(Stored data)
────────────────────────────────────────

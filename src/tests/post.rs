use super::*;

use axum::http::StatusCode;
use axum::routing::post;
use axum::Router;
use serial_test::serial;
use tower::ServiceExt;

use sps_shared::account::AccountStatus;
use sps_shared::moderation::ActionLabel;
use sps_shared::post::handle::*;
use sps_shared::post::PostStatus;
use sps_shared::Attachment;

fn post_app() -> Router {
    Router::new()
        .route("/api/post/create", post(crate::post::handle::create_post))
        .route("/api/post/edit", post(crate::post::handle::edit_post))
        .route("/api/post/delete", post(crate::post::handle::delete_post))
        .route("/api/post/report", post(crate::post::handle::report_post))
        .route("/api/post/approve", post(crate::post::handle::approve_post))
        .route("/api/post/reject", post(crate::post::handle::reject_post))
        .route("/api/post/feed", post(crate::post::handle::get_feed))
        .route("/api/post/mine", post(crate::post::handle::my_posts))
}

async fn create(app: &Router, author: u64, content: &str) -> u64 {
    let descriptor = CreatePostDescriptor {
        content: Some(content.to_string()),
        attachment: None,
    };
    let response = app
        .clone()
        .oneshot(json_request("/api/post/create", author, &descriptor))
        .await
        .unwrap();
    assert_eq!(response.status(), StatusCode::OK);
    response_json(response).await["post_id"].as_u64().unwrap()
}

async fn feed_ids(app: &Router, viewer: u64) -> Vec<u64> {
    let response = app
        .clone()
        .oneshot(empty_request("/api/post/feed", viewer))
        .await
        .unwrap();
    assert_eq!(response.status(), StatusCode::OK);
    response_json(response).await["posts"]
        .as_array()
        .unwrap()
        .iter()
        .map(|post| post["id"].as_u64().unwrap())
        .collect()
}

#[serial]
#[tokio::test]
async fn create_requires_content_or_attachment() {
    reset_all();

    let student = push_student("freshman", AccountStatus::Approved);
    let app = post_app();

    let descriptor = CreatePostDescriptor {
        content: None,
        attachment: None,
    };
    let response = app
        .clone()
        .oneshot(json_request("/api/post/create", student, &descriptor))
        .await
        .unwrap();
    assert_eq!(response.status(), StatusCode::BAD_REQUEST);

    // Whitespace-only text does not count as content.
    let descriptor = CreatePostDescriptor {
        content: Some("   ".to_string()),
        attachment: None,
    };
    let response = app
        .oneshot(json_request("/api/post/create", student, &descriptor))
        .await
        .unwrap();
    assert_eq!(response.status(), StatusCode::BAD_REQUEST);

    assert!(crate::post::INSTANCE.posts.read().is_empty());
}

#[serial]
#[tokio::test]
async fn create_validates_attachment() {
    reset_all();

    let student = push_student("freshman", AccountStatus::Approved);
    let app = post_app();

    let descriptor = CreatePostDescriptor {
        content: None,
        attachment: Some(Attachment {
            extension: "exe".to_string(),
            bytes: vec![0; 16],
        }),
    };
    let response = app
        .clone()
        .oneshot(json_request("/api/post/create", student, &descriptor))
        .await
        .unwrap();
    assert_eq!(response.status(), StatusCode::BAD_REQUEST);

    let descriptor = CreatePostDescriptor {
        content: None,
        attachment: Some(Attachment {
            extension: "png".to_string(),
            bytes: vec![0; crate::resource::MAX_ATTACHMENT_SIZE + 1],
        }),
    };
    let response = app
        .oneshot(json_request("/api/post/create", student, &descriptor))
        .await
        .unwrap();
    assert_eq!(response.status(), StatusCode::BAD_REQUEST);

    assert!(crate::post::INSTANCE.posts.read().is_empty());
}

#[serial]
#[tokio::test]
async fn pending_accounts_cannot_post() {
    reset_all();

    let student = push_student("freshman", AccountStatus::Pending);
    let app = post_app();

    let descriptor = CreatePostDescriptor {
        content: Some("hello".to_string()),
        attachment: None,
    };
    let response = app
        .oneshot(json_request("/api/post/create", student, &descriptor))
        .await
        .unwrap();
    assert_eq!(response.status(), StatusCode::FORBIDDEN);
}

#[serial]
#[tokio::test]
async fn approval_and_edit_round_trip() {
    reset_all();

    let student = push_student("freshman", AccountStatus::Approved);
    let admin = push_admin("admin");
    let app = post_app();

    let post_id = create(&app, student, "hello").await;
    crate::post::INSTANCE
        .with_post(post_id, |post| assert_eq!(post.status, PostStatus::Pending))
        .unwrap();
    assert!(feed_ids(&app, student).await.is_empty());

    // Admin approval publishes the post.
    let descriptor = ReviewPostDescriptor { post: post_id };
    let response = app
        .clone()
        .oneshot(json_request("/api/post/approve", admin, &descriptor))
        .await
        .unwrap();
    assert_eq!(response.status(), StatusCode::OK);
    assert_eq!(feed_ids(&app, student).await, vec![post_id]);
    {
        let actions = crate::moderation::INSTANCE.actions.read();
        assert_eq!(actions.len(), 1);
        assert_eq!(actions[0].post, Some(post_id));
        assert_eq!(actions[0].action, ActionLabel::Approved);
    }

    // Approving an approved post is a no-op.
    let response = app
        .clone()
        .oneshot(json_request("/api/post/approve", admin, &descriptor))
        .await
        .unwrap();
    assert_eq!(response.status(), StatusCode::OK);
    assert_eq!(crate::moderation::INSTANCE.actions.read().len(), 1);

    // Any edit sends the post back to review and out of the feed.
    let descriptor = EditPostDescriptor {
        post: post_id,
        content: Some("hello world".to_string()),
        attachment: None,
    };
    let response = app
        .clone()
        .oneshot(json_request("/api/post/edit", student, &descriptor))
        .await
        .unwrap();
    assert_eq!(response.status(), StatusCode::OK);
    crate::post::INSTANCE
        .with_post(post_id, |post| {
            assert_eq!(post.status, PostStatus::Pending);
            assert_eq!(post.content.as_deref(), Some("hello world"));
        })
        .unwrap();
    assert!(feed_ids(&app, student).await.is_empty());

    // Editing twice keeps the post pending, nothing accumulates.
    let response = app
        .clone()
        .oneshot(json_request("/api/post/edit", student, &descriptor))
        .await
        .unwrap();
    assert_eq!(response.status(), StatusCode::OK);
    crate::post::INSTANCE
        .with_post(post_id, |post| assert_eq!(post.status, PostStatus::Pending))
        .unwrap();
}

#[serial]
#[tokio::test]
async fn edit_is_author_only() {
    reset_all();

    let author = push_student("freshman", AccountStatus::Approved);
    let other = push_student("sophomore", AccountStatus::Approved);
    let app = post_app();

    let post_id = create(&app, author, "hello").await;

    let descriptor = EditPostDescriptor {
        post: post_id,
        content: Some("hijacked".to_string()),
        attachment: None,
    };
    let response = app
        .oneshot(json_request("/api/post/edit", other, &descriptor))
        .await
        .unwrap();
    assert_eq!(response.status(), StatusCode::FORBIDDEN);

    crate::post::INSTANCE
        .with_post(post_id, |post| {
            assert_eq!(post.content.as_deref(), Some("hello"))
        })
        .unwrap();
}

#[serial]
#[tokio::test]
async fn prohibited_content_is_blocked() {
    reset_all();

    let student = push_student("freshman", AccountStatus::Approved);
    let app = post_app();

    crate::filter::INSTANCE.add("spam").unwrap();

    let descriptor = CreatePostDescriptor {
        content: Some("this is SPAM content".to_string()),
        attachment: None,
    };
    let response = app
        .clone()
        .oneshot(json_request("/api/post/create", student, &descriptor))
        .await
        .unwrap();
    assert_eq!(response.status(), StatusCode::FORBIDDEN);
    assert!(crate::post::INSTANCE.posts.read().is_empty());

    // Removing the word lifts the block without a restart.
    assert!(crate::filter::INSTANCE.remove("spam"));
    let response = app
        .oneshot(json_request("/api/post/create", student, &descriptor))
        .await
        .unwrap();
    assert_eq!(response.status(), StatusCode::OK);
}

#[serial]
#[tokio::test]
async fn report_is_monotonic() {
    reset_all();

    let author = push_student("freshman", AccountStatus::Approved);
    let reporter = push_student("sophomore", AccountStatus::Approved);
    let admin = push_admin("admin");
    let app = post_app();

    let post_id = create(&app, author, "hello").await;

    let descriptor = ReportPostDescriptor { post: post_id };
    let response = app
        .clone()
        .oneshot(json_request("/api/post/report", reporter, &descriptor))
        .await
        .unwrap();
    assert_eq!(response.status(), StatusCode::OK);

    // The default policy counts repeated reports and allows
    // self-reports, matching the legacy behavior.
    let response = app
        .clone()
        .oneshot(json_request("/api/post/report", reporter, &descriptor))
        .await
        .unwrap();
    assert_eq!(response.status(), StatusCode::OK);
    let response = app
        .clone()
        .oneshot(json_request("/api/post/report", author, &descriptor))
        .await
        .unwrap();
    assert_eq!(response.status(), StatusCode::OK);

    crate::post::INSTANCE
        .with_post(post_id, |post| {
            assert!(post.is_reported);
            assert_eq!(post.reports_count, 3);
            assert_eq!(post.reporters.len(), 2);
        })
        .unwrap();

    // An admin decision does not unlatch the report flag.
    let response = app
        .oneshot(json_request(
            "/api/post/reject",
            admin,
            &ReviewPostDescriptor { post: post_id },
        ))
        .await
        .unwrap();
    assert_eq!(response.status(), StatusCode::OK);
    crate::post::INSTANCE
        .with_post(post_id, |post| {
            assert!(post.is_reported);
            assert_eq!(post.reports_count, 3);
        })
        .unwrap();
}

#[serial]
#[tokio::test]
async fn delete_clears_audit_refs() {
    reset_all();

    let author = push_student("freshman", AccountStatus::Approved);
    let admin = push_admin("admin");
    let app = post_app();

    let post_id = create(&app, author, "hello").await;
    let response = app
        .clone()
        .oneshot(json_request(
            "/api/post/approve",
            admin,
            &ReviewPostDescriptor { post: post_id },
        ))
        .await
        .unwrap();
    assert_eq!(response.status(), StatusCode::OK);

    let response = app
        .clone()
        .oneshot(json_request(
            "/api/post/delete",
            author,
            &DeletePostDescriptor { post: post_id },
        ))
        .await
        .unwrap();
    assert_eq!(response.status(), StatusCode::OK);

    assert!(!crate::post::INSTANCE.contains_id(post_id));
    // The approval record survives with its post reference cleared.
    let actions = crate::moderation::INSTANCE.actions.read();
    assert_eq!(actions.len(), 1);
    assert!(actions[0].post.is_none());
}

#[serial]
#[tokio::test]
async fn my_posts_shows_all_statuses() {
    reset_all();

    let author = push_student("freshman", AccountStatus::Approved);
    let other = push_student("sophomore", AccountStatus::Approved);
    let admin = push_admin("admin");
    let app = post_app();

    let first = create(&app, author, "first").await;
    let second = create(&app, author, "second").await;
    create(&app, other, "foreign").await;

    let response = app
        .clone()
        .oneshot(json_request(
            "/api/post/reject",
            admin,
            &ReviewPostDescriptor { post: first },
        ))
        .await
        .unwrap();
    assert_eq!(response.status(), StatusCode::OK);

    let response = app
        .oneshot(empty_request("/api/post/mine", author))
        .await
        .unwrap();
    let mine: Vec<u64> = response_json(response).await["posts"]
        .as_array()
        .unwrap()
        .iter()
        .map(|post| post["id"].as_u64().unwrap())
        .collect();
    assert_eq!(mine.len(), 2);
    assert!(mine.contains(&first));
    assert!(mine.contains(&second));
}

────────────────────────────────────────

Aim of the exercise
Go line by line through the data, copying each one that contains the word "moderation".

Exercise result
use sps_shared::moderation::ActionLabel;
        let actions = crate::moderation::INSTANCE.actions.read();
    assert_eq!(crate::moderation::INSTANCE.actions.read().len(), 1);
    let actions = crate::moderation::INSTANCE.actions.read();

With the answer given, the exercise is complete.